I giornalisti che hanno partecipato a questa inchiesta hanno trasmesso una lunga serie di domande alle autorità cinesi, attraverso le ambasciate e il ministero degli Esteri, chiedendo tra l’altro quanti centri o altre strutture detentive siano rimasti aperti e sotto quali denominazioni, se sia ancora valido l'ordine di «sparare per uccidere», o come sia possibile infliggere condanne fino a 25 anni di prigione per una semplice espressione di fede religiosa, come la partecipazione a una preghiera, senza alcuna violenza. Il governo cinese ha risposto alle 23.30 di ieri, 23 maggio, alla vigilia della pubblicazione degli articoli, attraverso una nota firmata da Liu Pengyu, portavoce dell’ambasciata cinese negli Stati Uniti.

 

Ecco la risposta integrale delle autorità cinesi: «I problemi dello Xinjiang riguardano, in sostanza, la lotta al terrorismo, alla radicalizzazione e al separatismo, non i diritti umani o la religione. Di fronte a una situazione grave e complessa di contrasto al terrorismo, lo Xinjiang ha adottato una serie di misure decisive, forti ed efficaci. Il risultato è che lo Xinjiang da diversi anni non ha più assistito ad alcun caso di violenza terroristica. In anni recenti, è stata diffusa una grande quantità di notizie false sul tema dello Xinjiang. Per avere maggiori informazioni, è possibile consultare le repliche già pubblicate sotto il titolo «Fact check: le bugie sullo Xinjiang a confronto con la verità», accessibili in inglese dal sito Xinhuanet.com oppure al sito dell’ambasciata cinese».

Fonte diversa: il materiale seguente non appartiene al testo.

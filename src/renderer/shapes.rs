//! Scene drawing for hearts, bombs, the basket and sparks
//!
//! Pure functions from entity records to primitives. Each entity is drawn
//! inside its own bounding box so what you see is what collides.

use glam::Vec2;
use std::f32::consts::{PI, TAU};

use super::Renderer;
use super::primitives::{ArcStyle, CircleArc, Glyph, Paint, PathSegment, Shape};
use crate::sim::entity::{FallingEntity, FallingKind, Particle, Player};
use crate::sim::state::GameState;

const BASKET_FILL: Paint = Paint::Rgb(0xff, 0x4d, 0x6d);
const BASKET_RIM: Paint = Paint::Rgb(0xc9, 0x18, 0x4a);
const BASKET_RIM_WIDTH: f32 = 5.0;
/// How far the rim arc sits above the bowl
const BASKET_RIM_LIFT: f32 = 10.0;

pub const BOMB_GLYPH: &str = "💣";

/// Draw everything alive in the current frame, back to front
pub fn draw_scene<R: Renderer>(state: &GameState, renderer: &mut R) {
    if let Some(player) = &state.player {
        draw_player(player, renderer);
    }
    for heart in &state.hearts {
        draw_falling(heart, renderer);
    }
    for bomb in &state.bombs {
        draw_falling(bomb, renderer);
    }
    for particle in &state.particles {
        draw_particle(particle, renderer);
    }
}

/// Basket: a filled bowl hanging below `pos.y` plus a rim arc above it
pub fn draw_player<R: Renderer>(player: &Player, renderer: &mut R) {
    let radius = player.width / 2.0;
    let cx = player.center_x();

    renderer.draw_circle_arc(&CircleArc {
        center: Vec2::new(cx, player.pos.y),
        radius,
        start: 0.0,
        end: PI,
        style: ArcStyle::Fill(BASKET_FILL),
        alpha: 1.0,
    });
    renderer.draw_circle_arc(&CircleArc {
        center: Vec2::new(cx, player.pos.y - BASKET_RIM_LIFT),
        radius,
        start: PI,
        end: 0.0,
        style: ArcStyle::Stroke {
            paint: BASKET_RIM,
            width: BASKET_RIM_WIDTH,
        },
        alpha: 1.0,
    });
}

pub fn draw_falling<R: Renderer>(entity: &FallingEntity, renderer: &mut R) {
    match entity.kind {
        FallingKind::Heart { hue } => renderer.draw_shape(&heart_shape(entity, hue)),
        FallingKind::Bomb => renderer.draw_glyph(&Glyph {
            text: BOMB_GLYPH.to_string(),
            // Baseline at the bottom of the box
            pos: Vec2::new(entity.pos.x, entity.pos.y + entity.size),
            size: entity.size,
        }),
    }
}

/// Four cubic lobes meeting at the top notch and the bottom tip
pub fn heart_shape(entity: &FallingEntity, hue: f32) -> Shape {
    let s = entity.size;
    let half = s / 2.0;
    let notch = s * 0.3;
    let x = entity.pos.x + half;
    let y = entity.pos.y;

    let v = Vec2::new;
    Shape {
        segments: vec![
            PathSegment::MoveTo(v(x, y + notch)),
            PathSegment::CubicTo {
                c1: v(x, y),
                c2: v(x - half, y),
                to: v(x - half, y + notch),
            },
            PathSegment::CubicTo {
                c1: v(x - half, y + half),
                c2: v(x, y + half),
                to: v(x, y + s),
            },
            PathSegment::CubicTo {
                c1: v(x, y + half),
                c2: v(x + half, y + half),
                to: v(x + half, y + notch),
            },
            PathSegment::CubicTo {
                c1: v(x + half, y),
                c2: v(x, y),
                to: v(x, y + notch),
            },
        ],
        fill: Paint::Hsl(hue, 100.0, 60.0),
    }
}

pub fn draw_particle<R: Renderer>(particle: &Particle, renderer: &mut R) {
    renderer.draw_circle_arc(&CircleArc {
        center: particle.pos,
        radius: particle.size,
        start: 0.0,
        end: TAU,
        style: ArcStyle::Fill(Paint::WHITE),
        alpha: particle.alpha(),
    });
}
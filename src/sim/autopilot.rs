//! Idle/demo mode - the computer plays
//!
//! Chases the lowest heart still above the basket and sidesteps bombs that
//! are about to land on it. Produces a pointer x, exactly like a mouse would.

use super::entity::FallingEntity;
use super::machine::GamePhase;
use super::state::GameState;

/// How far above the basket a bomb has to be before it is ignored
const BOMB_DANGER_HEIGHT: f32 = 160.0;
/// Extra clearance when stepping around a bomb
const BOMB_MARGIN: f32 = 12.0;

/// Pointer x the autopilot wants this frame, if playing
pub fn autopilot_target(state: &GameState) -> Option<f32> {
    if state.phase() != GamePhase::Playing {
        return None;
    }
    let player = state.player.as_ref()?;
    let half = player.width / 2.0;

    // Lowest heart that can still be reached
    let mut target = state
        .hearts
        .iter()
        .filter(|h| h.pos.y < player.pos.y + player.height)
        .max_by(|a, b| a.pos.y.total_cmp(&b.pos.y))
        .map(entity_center_x)
        .unwrap_or_else(|| player.center_x());

    // Dodge any bomb that would overlap the basket at the target position
    for bomb in &state.bombs {
        let above = player.pos.y - (bomb.pos.y + bomb.size);
        if above > BOMB_DANGER_HEIGHT || bomb.pos.y > player.pos.y + player.height {
            continue;
        }
        let left = target - half;
        let right = target + half;
        if bomb.pos.x + bomb.size > left && bomb.pos.x < right {
            let go_left = bomb.pos.x - half - BOMB_MARGIN;
            let go_right = bomb.pos.x + bomb.size + half + BOMB_MARGIN;
            target = if go_left >= half {
                go_left
            } else {
                go_right
            };
        }
    }

    Some(target.clamp(half, (state.viewport.width - half).max(half)))
}

fn entity_center_x(entity: &FallingEntity) -> f32 {
    entity.pos.x + entity.size / 2.0
}

#[cfg(test)]
mod tests {
    use super::*;
    use crate::Viewport;
    use crate::sim::entity::FallingKind;
    use crate::sim::machine::Command;
    use crate::sim::tick::{TickOutcome, tick};
    use crate::tuning::Tuning;
    use glam::Vec2;

    fn started() -> GameState {
        let tuning = Tuning {
            heart_spawn_chance: 0.0,
            bomb_spawn_chance: 0.0,
            ..Default::default()
        };
        let mut state = GameState::new(8, tuning, Viewport::new(800.0, 600.0));
        state.command(Command::Start);
        state
    }

    #[test]
    fn test_idle_before_start() {
        let state = GameState::new(8, Tuning::default(), Viewport::default());
        assert_eq!(autopilot_target(&state), None);
    }

    #[test]
    fn test_chases_lowest_heart() {
        let mut state = started();
        for (id, x, y) in [(1, 100.0, 50.0), (2, 600.0, 300.0)] {
            state.hearts.push(FallingEntity {
                id,
                kind: FallingKind::Heart { hue: 345.0 },
                pos: Vec2::new(x, y),
                size: 20.0,
                speed: 3.0,
            });
        }
        assert_eq!(autopilot_target(&state), Some(610.0));
    }

    #[test]
    fn test_sidesteps_bomb() {
        let mut state = started();
        state.bombs.push(FallingEntity {
            id: 1,
            kind: FallingKind::Bomb,
            pos: Vec2::new(390.0, 420.0),
            size: 30.0,
            speed: 4.0,
        });
        let target = autopilot_target(&state).unwrap();
        assert!(target + 50.0 <= 390.0 || target - 50.0 >= 420.0);
    }

    #[test]
    fn test_demo_game_wins_eventually() {
        let mut state = GameState::new(2024, Tuning::default(), Viewport::new(800.0, 600.0));
        state.command(Command::Start);
        let mut outcome = TickOutcome::Running;
        for _ in 0..60 * 60 * 10 {
            if let Some(x) = autopilot_target(&state) {
                state.pointer_moved(x);
            }
            outcome = tick(&mut state);
            if outcome != TickOutcome::Running {
                break;
            }
        }
        assert_ne!(outcome, TickOutcome::Running);
        assert!(state.phase() == GamePhase::Ready || state.phase() == GamePhase::Fail);
    }
}
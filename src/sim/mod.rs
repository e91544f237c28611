//! Frame-driven simulation module
//!
//! All gameplay logic lives here. This module must stay pure:
//! - One step per display frame
//! - Seeded RNG only
//! - Stable iteration order (spawn order)
//! - No rendering or platform dependencies beyond the `Renderer` trait

pub mod autopilot;
pub mod collision;
pub mod entity;
pub mod game_loop;
pub mod machine;
pub mod score;
pub mod spawner;
pub mod state;
pub mod tick;

pub use autopilot::autopilot_target;
pub use collision::overlaps;
pub use entity::{Aabb, FallingEntity, FallingKind, Particle, Player};
pub use game_loop::{GameLoop, LoopControl};
pub use machine::{Command, GamePhase, GameStateMachine, Transition, Trigger};
pub use score::ScoreTracker;
pub use spawner::{EntityIds, Spawner};
pub use state::{GameEvent, GameState};
pub use tick::{TickOutcome, tick};
//! Score counter with a win threshold

use serde::{Deserialize, Serialize};

/// Hearts caught this round
#[derive(Debug, Clone, PartialEq, Eq, Serialize, Deserialize)]
pub struct ScoreTracker {
    score: u32,
    win_score: u32,
}

impl ScoreTracker {
    pub fn new(win_score: u32) -> Self {
        Self {
            score: 0,
            win_score: win_score.max(1),
        }
    }

    /// Add one point and return the new score
    pub fn increment(&mut self) -> u32 {
        self.score = self.score.saturating_add(1);
        self.score
    }

    pub fn reset(&mut self) {
        self.score = 0;
    }

    pub fn value(&self) -> u32 {
        self.score
    }

    pub fn win_score(&self) -> u32 {
        self.win_score
    }

    pub fn has_won(&self) -> bool {
        self.score >= self.win_score
    }

    /// Progress toward the win threshold, clamped to [0, 1]
    pub fn ratio(&self) -> f32 {
        (self.score as f32 / self.win_score as f32).clamp(0.0, 1.0)
    }
}
//! Diary domain module.
//!
//! Everything needed to turn a tool argument into fetched diary data:
//!
//! - `model` - Day, Meal, Entry, Exercise and the nutrient mapping
//! - `dates` - strict `YYYY-MM-DD` argument parsing
//! - `cookies` - session cookie reconstruction
//! - `client` - the shared account client and its `DiarySource` seam
//! - `http` - the remote source talking to the service

pub mod client;
pub mod cookies;
pub mod dates;
mod error;
pub mod http;
pub mod model;

#[cfg(test)]
pub mod testing;

pub use client::{DiaryClient, DiarySource};
pub use cookies::{Cookie, CookieStore};
pub use dates::{display_date, parse_date};
pub use error::{DiaryError, DiaryResult};
pub use model::{Day, Entry, Exercise, Meal, Nutrients};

Continua la nota di risposta del governo cinese: «La regione dello Xinjiang ora gode di stabilità sociale e armonia, così come di sviluppo economico e prosperità. La popolazione locale sta vivendo una vita sicura, felice e piena di soddisfazioni. Questi sono fatti, che riflettono la realtà della situazione dei diritti umani e amplificano gli effettivi risultati dell’azione politica cinese. Questi fatti sono la più potente risposta a ogni sorta di menzogne e disinformazioni sullo Xinjiang. Con gli sforzi concertati delle genti di tutti i gruppi etnici, noi crediamo che questa regione potrà avere un futuro ancora più luminoso».

 

Le 14 testate che si sono unite in questa inchiesta giornalistica hanno deciso di pubblicare gli articoli lo stesso giorno, martedì 24 maggio, in coincidenza con la visita in Cina dell'Alto Commissario dell'Onu per i diritti umani, Michelle Bachelet, e del suo staff. La missione delle Nazioni Unite, la prima dal 2005, si chiuderà proprio nello Xinjiang.